His continued evasion of her statement set her further on edge.
“Don’t ignore my warning,” she reiterated. Then she ended the call. She struggled to slow her pounding heart. Forced her respiration to steady.
Then, for a bit, she replayed the brief conversation. The surprise in his voice had been real enough. He hadn’t expected to hear from her. He really had thought she was dead. And he insisted it was impossible that Ridley had gone to the dark side.
This was not good, she decided. On second thought, she decided the surprise wasn’t real in terms of her being alive; it was about her calling him. She had been trained far too well, had never failed in an assignment. She wouldn’t be taken down so easily. So the surprise was that he hadn’t expected her to call him. Which might mean that he was aware of what Ridley was doing. Was that an indication that Ridley was acting with the sanction of the chain of command?
Her gut said yes.
Deputy Director Arthur Wisting would know if he’d lost an operative to the other side. He was far too astute to be caught off guard so easily.
Which meant she was screwed.
If she couldn’t trust her old boss—certainly couldn’t trust Ridley—then who could she trust? How far up the chain did this go?
Worse—sadly, it did get worse—this meant that she could not be allowed to survive under any circumstances.
She started to pace. This was why Ridley was involved. He knew her better than anyone. He would be the best option for eliminating her.
If Wisting had known she was alive all this time and didn’t actively attempt to find her, then maybe he’d been willing to let her go, but now that had changed. She knew their secret. Ridley, perhaps with Wisting’s blessing, was no longer on the right side.
Okay, all she had to do was disappear before they found her. No problem. She’d done it before, she could do it again. Though it was true that Ridley knew her better than anyone else save perhaps Wisting himself, she also knew Ridley. He was as vulnerable as she was.
Determination filled her. She wasn’t going down easy.
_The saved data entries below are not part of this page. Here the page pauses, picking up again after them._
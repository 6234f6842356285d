//! NORAD display application.
//!
//! Wires the simulation and renderer crates to a minifb window: command-line
//! configuration, keyboard input and the frame loop.

pub mod cli;
pub mod display;
pub mod game_loop;
pub mod input;

pub use norad_core as core;
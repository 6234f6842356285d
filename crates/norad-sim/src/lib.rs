//! Simulation for the NORAD display.
//!
//! Owns the time-parameterized entities, the launch scheduler and the
//! impact/cleanup systems. Advanced once per frame with a wall-clock `now`.

pub mod engine;
pub mod entities;
pub mod systems;

pub use engine::{SimConfig, SimulationState};
pub use norad_core as core;
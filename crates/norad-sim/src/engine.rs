//! Simulation state: the heart of the display.
//!
//! `SimulationState` owns every entity collection, the launch timers, the
//! CRT preset, the viewport and the RNG. It processes control commands and
//! runs the systems once per frame. Completely headless (no window
//! dependency), enabling deterministic testing.

use std::collections::VecDeque;

use rand::SeedableRng;
use rand_chacha::ChaCha8Rng;

use norad_core::commands::ControlCommand;
use norad_core::constants::*;
use norad_core::enums::{CrtPreset, Side};
use norad_core::events::DisplayEvent;
use norad_core::types::{GeoPoint, Viewport};
use norad_geo::Equirectangular;
use norad_render::Canvas;

use crate::entities::{Aircraft, Entity, Explosion, Missile, SubmarineMissile};
use crate::systems;
use crate::systems::spawner::LaunchTimers;

/// Configuration for starting a new simulation.
#[derive(Debug, Clone)]
pub struct SimConfig {
    /// RNG seed for determinism. Same seed = same launches.
    pub seed: u64,
    /// Number of patrol aircraft.
    pub aircraft_count: usize,
    /// Initial drawing surface size.
    pub viewport: Viewport,
    /// Initial CRT preset.
    pub crt_preset: CrtPreset,
}

impl Default for SimConfig {
    fn default() -> Self {
        Self {
            seed: 42,
            aircraft_count: DEFAULT_AIRCRAFT_COUNT,
            viewport: Viewport::default(),
            crt_preset: CrtPreset::default(),
        }
    }
}

/// All mutable display state.
pub struct SimulationState {
    viewport: Viewport,
    projection: Equirectangular,
    rng: ChaCha8Rng,
    timers: LaunchTimers,
    crt_preset: CrtPreset,
    command_queue: VecDeque<ControlCommand>,
    events: Vec<DisplayEvent>,

    missiles: Vec<Missile>,
    sub_missiles: Vec<SubmarineMissile>,
    explosions: Vec<Explosion>,
    aircraft: Vec<Aircraft>,
}

impl SimulationState {
    pub fn new(config: SimConfig) -> Self {
        let projection = Equirectangular::new(config.viewport);
        let mut rng = ChaCha8Rng::seed_from_u64(config.seed);
        let aircraft = (0..config.aircraft_count)
            .map(|_| Aircraft::random(&mut rng, 0.0, &projection))
            .collect();

        Self {
            viewport: config.viewport,
            projection,
            rng,
            timers: LaunchTimers::default(),
            crt_preset: config.crt_preset,
            command_queue: VecDeque::new(),
            events: Vec::new(),
            missiles: Vec::new(),
            sub_missiles: Vec::new(),
            explosions: Vec::new(),
            aircraft,
        }
    }

    /// Queue a command for processing at the next tick boundary.
    pub fn queue_command(&mut self, command: ControlCommand) {
        self.command_queue.push_back(command);
    }

    /// Queue multiple commands.
    pub fn queue_commands(&mut self, commands: impl IntoIterator<Item = ControlCommand>) {
        self.command_queue.extend(commands);
    }

    /// Advance to `now` and return the events produced since the last tick.
    ///
    /// Order: commands, spawning, impacts, cleanup.
    pub fn tick(&mut self, now: f64) -> Vec<DisplayEvent> {
        self.process_commands(now);
        self.run_systems(now);
        std::mem::take(&mut self.events)
    }

    /// Draw every live entity onto `canvas`.
    pub fn draw(&self, canvas: &mut Canvas, now: f64) {
        for a in &self.aircraft {
            a.draw(canvas, now);
        }
        for m in &self.missiles {
            m.draw(canvas, now);
        }
        for m in &self.sub_missiles {
            m.draw(canvas, now);
        }
        for e in &self.explosions {
            e.draw(canvas, now);
        }
    }

    /// Switch to a new surface size. Every path is regenerated against the
    /// new projection; launch times are untouched.
    pub fn resize(&mut self, viewport: Viewport) {
        if viewport == self.viewport {
            return;
        }
        self.viewport = viewport;
        self.projection = Equirectangular::new(viewport);

        for m in &mut self.missiles {
            m.reproject(&self.projection);
        }
        for m in &mut self.sub_missiles {
            m.reproject(&self.projection);
        }
        for e in &mut self.explosions {
            e.reproject(&self.projection);
        }
        for a in &mut self.aircraft {
            a.reproject(&self.projection);
        }

        self.events.push(DisplayEvent::Resized {
            width: viewport.width,
            height: viewport.height,
        });
    }

    // --- Accessors ---

    pub fn viewport(&self) -> Viewport {
        self.viewport
    }

    pub fn projection(&self) -> &Equirectangular {
        &self.projection
    }

    pub fn crt_preset(&self) -> CrtPreset {
        self.crt_preset
    }

    pub fn land_interval(&self) -> f64 {
        self.timers.land.interval()
    }

    pub fn submarine_interval(&self) -> f64 {
        self.timers.submarine.interval()
    }

    pub fn missiles(&self) -> &[Missile] {
        &self.missiles
    }

    pub fn sub_missiles(&self) -> &[SubmarineMissile] {
        &self.sub_missiles
    }

    pub fn explosions(&self) -> &[Explosion] {
        &self.explosions
    }

    pub fn aircraft(&self) -> &[Aircraft] {
        &self.aircraft
    }

    /// The state's RNG, shared with the post-processing noise stage.
    pub fn rng_mut(&mut self) -> &mut ChaCha8Rng {
        &mut self.rng
    }

    // --- Direct spawning ---

    pub fn spawn_missile(&mut self, start: GeoPoint, end: GeoPoint, t0: f64) {
        self.missiles
            .push(Missile::new(start, end, t0, &self.projection));
    }

    pub fn spawn_submarine_missile(&mut self, start: GeoPoint, end: GeoPoint, t0: f64, side: Side) {
        self.sub_missiles
            .push(SubmarineMissile::new(start, end, t0, side, &self.projection));
    }

    pub fn spawn_explosion(&mut self, site: GeoPoint, t0: f64) {
        self.explosions
            .push(Explosion::new(site, t0, &self.projection));
    }

    /// Process all queued commands.
    fn process_commands(&mut self, now: f64) {
        while let Some(command) = self.command_queue.pop_front() {
            self.handle_command(command, now);
        }
    }

    /// Handle a single control command.
    fn handle_command(&mut self, command: ControlCommand, now: f64) {
        match command {
            ControlCommand::IntensityUp => {
                self.timers.scale(INTENSITY_UP_FACTOR);
                self.log_intensity();
            }
            ControlCommand::IntensityDown => {
                self.timers.scale(INTENSITY_DOWN_FACTOR);
                self.log_intensity();
            }
            ControlCommand::IntensityReset => {
                self.timers.reset();
                self.log_intensity();
            }
            ControlCommand::Burst => {
                systems::spawner::burst(
                    &mut self.missiles,
                    &mut self.sub_missiles,
                    &mut self.rng,
                    &self.projection,
                    now,
                    &mut self.events,
                );
            }
            ControlCommand::CycleCrtPreset => {
                self.crt_preset = self.crt_preset.next();
                log::info!("CRT preset: {}", self.crt_preset.name());
                self.events.push(DisplayEvent::CrtPresetChanged {
                    preset: self.crt_preset,
                });
            }
            // Handled by the frame loop.
            ControlCommand::Quit | ControlCommand::ToggleFullscreen => {}
        }
    }

    fn log_intensity(&mut self) {
        log::info!(
            "launch intervals: land {:.2}s, submarine {:.2}s",
            self.timers.land.interval(),
            self.timers.submarine.interval()
        );
        self.events.push(self.timers.intensity_event());
    }

    /// Run all systems in order.
    fn run_systems(&mut self, now: f64) {
        // 1. Launches
        systems::spawner::run(
            &mut self.timers,
            &mut self.missiles,
            &mut self.sub_missiles,
            &mut self.rng,
            &self.projection,
            now,
            &mut self.events,
        );

        // 2. Impacts
        systems::impact::run(
            &mut self.missiles,
            &mut self.explosions,
            &self.projection,
            now,
            &mut self.events,
        );
        systems::impact::run(
            &mut self.sub_missiles,
            &mut self.explosions,
            &self.projection,
            now,
            &mut self.events,
        );

        // 3. Cleanup
        systems::cleanup::run(&mut self.missiles, now);
        systems::cleanup::run(&mut self.sub_missiles, now);
        systems::cleanup::run(&mut self.explosions, now);
    }
}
The water in the shower stopped. She glanced in the direction of the bathroom. The one glitch in her plan was Griff. How did she protect him? Ridley would use Griff against her to manipulate her. It was Undercover 101. Learn the enemy’s weaknesses and use them against him.
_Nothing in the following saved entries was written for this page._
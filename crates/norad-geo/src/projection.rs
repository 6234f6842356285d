//! Geographic projection: converts lat/lon to surface pixel coordinates.
//!
//! Uses a plain equirectangular (plate carrée) mapping stretched over the
//! whole viewport. Longitude -180 maps to x = 0, latitude 90 to y = 0.

use glam::Vec2;
use norad_core::types::{GeoPoint, Viewport};

/// Equirectangular projection sized to a viewport.
#[derive(Debug, Clone, Copy, PartialEq)]
pub struct Equirectangular {
    width: f64,
    height: f64,
}

impl Equirectangular {
    /// Create a projection for the given viewport.
    pub fn new(viewport: Viewport) -> Self {
        Self {
            width: viewport.width as f64,
            height: viewport.height as f64,
        }
    }

    /// Project a geographic point to surface coordinates (pixels).
    ///
    /// Computed in f64 and narrowed once; fractional positions are kept so
    /// seam detection and anti-aliased strokes see the exact value.
    pub fn project(&self, p: GeoPoint) -> Vec2 {
        let x = (p.lon + 180.0) / 360.0 * self.width;
        let y = (90.0 - p.lat) / 180.0 * self.height;
        Vec2::new(x as f32, y as f32)
    }

    /// Project every point of a sequence.
    pub fn project_all(&self, points: &[GeoPoint]) -> Vec<Vec2> {
        points.iter().map(|&p| self.project(p)).collect()
    }

    /// Inverse mapping, used by tests and debugging overlays.
    pub fn unproject(&self, v: Vec2) -> GeoPoint {
        let lon = v.x as f64 / self.width * 360.0 - 180.0;
        let lat = 90.0 - v.y as f64 / self.height * 180.0;
        GeoPoint::new(lat, lon)
    }

    /// Surface width in pixels.
    pub fn width(&self) -> f32 {
        self.width as f32
    }

    /// Surface height in pixels.
    pub fn height(&self) -> f32 {
        self.height as f32
    }
}

#[cfg(test)]
mod tests {
    use super::*;

    fn proj(w: u32, h: u32) -> Equirectangular {
        Equirectangular::new(Viewport::new(w, h).unwrap())
    }

    #[test]
    fn test_projection_corners() {
        let p = proj(1280, 720);

        let nw = p.project(GeoPoint::new(90.0, -180.0));
        assert_eq!(nw, Vec2::new(0.0, 0.0));

        let se = p.project(GeoPoint::new(-90.0, 180.0));
        assert_eq!(se, Vec2::new(1280.0, 720.0));

        let center = p.project(GeoPoint::new(0.0, 0.0));
        assert_eq!(center, Vec2::new(640.0, 360.0));
    }

    #[test]
    fn test_projection_keeps_fraction() {
        let p = proj(1280, 720);
        // Washington DC
        let v = p.project(GeoPoint::new(38.9, -77.0));
        let expected_x = (-77.0 + 180.0) / 360.0 * 1280.0;
        let expected_y = (90.0 - 38.9) / 180.0 * 720.0;
        assert!((v.x as f64 - expected_x).abs() < 1e-3, "x: {} vs {expected_x}", v.x);
        assert!((v.y as f64 - expected_y).abs() < 1e-3, "y: {} vs {expected_y}", v.y);
        assert!(v.x.fract() != 0.0, "fractional x should be preserved");
    }

    #[test]
    fn test_projection_roundtrip() {
        let p = proj(1920, 1080);
        let g = GeoPoint::new(55.75, 37.62);
        let back = p.unproject(p.project(g));
        assert!((g.lat - back.lat).abs() < 1e-3, "lat: {} vs {}", g.lat, back.lat);
        assert!((g.lon - back.lon).abs() < 1e-3, "lon: {} vs {}", g.lon, back.lon);
    }
}
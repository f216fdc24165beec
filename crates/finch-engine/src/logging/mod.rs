//! Logging utilities.
//!
//! Centralizes logger initialization. Engine code only talks to the `log`
//! facade; `env_logger` is wired in here.

mod init;

pub use init::{init_logging, LoggingConfig};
At this very moment, Ernie, Jodie and Dottie were in danger as well. But Griff would be the one Ridley zeroed in on. Meg knew how he thought. Going after Griff was the step she would take, if the circumstances were reversed. Ridley would quickly determine which of those people around her were the highest-value target. The fact that Griff was on the run with her would elevate his worth many times over.
A good friend would listen to your sob story, your issues, your mistakes, but a best friend—the closest friend—would show up with a shovel to help bury the problem.
She had to find a way to take Griff out of the line of fire.
GRIFF RUBBED THE towel over his skin. He hadn’t heard much of Meg’s conversation, but what little he had didn’t sound good. She was in real trouble. He desperately wished he could make her understand that she had friends here. The past didn’t matter. Ernie would help. Sheriff Norwood would go with whatever Ernie suggested. Loads of other people would be more than glad to throw in their support.
But Meg wouldn’t take the risk.
It wasn’t for her own safety that she ignored this option. She was doing it to protect him and the people she considered friends.
How did he convince her that she was looking at this all wrong?
He swiped his palm over the foggy mirror and then finger-combed his hair. Rubbing a hand over his jaw, he realized he needed a shave far more badly than he’d realized. But grooming had been the furthest thing from his mind for the past twenty-four or so hours. Staying alive and making sure Meg stayed that way too was priority one.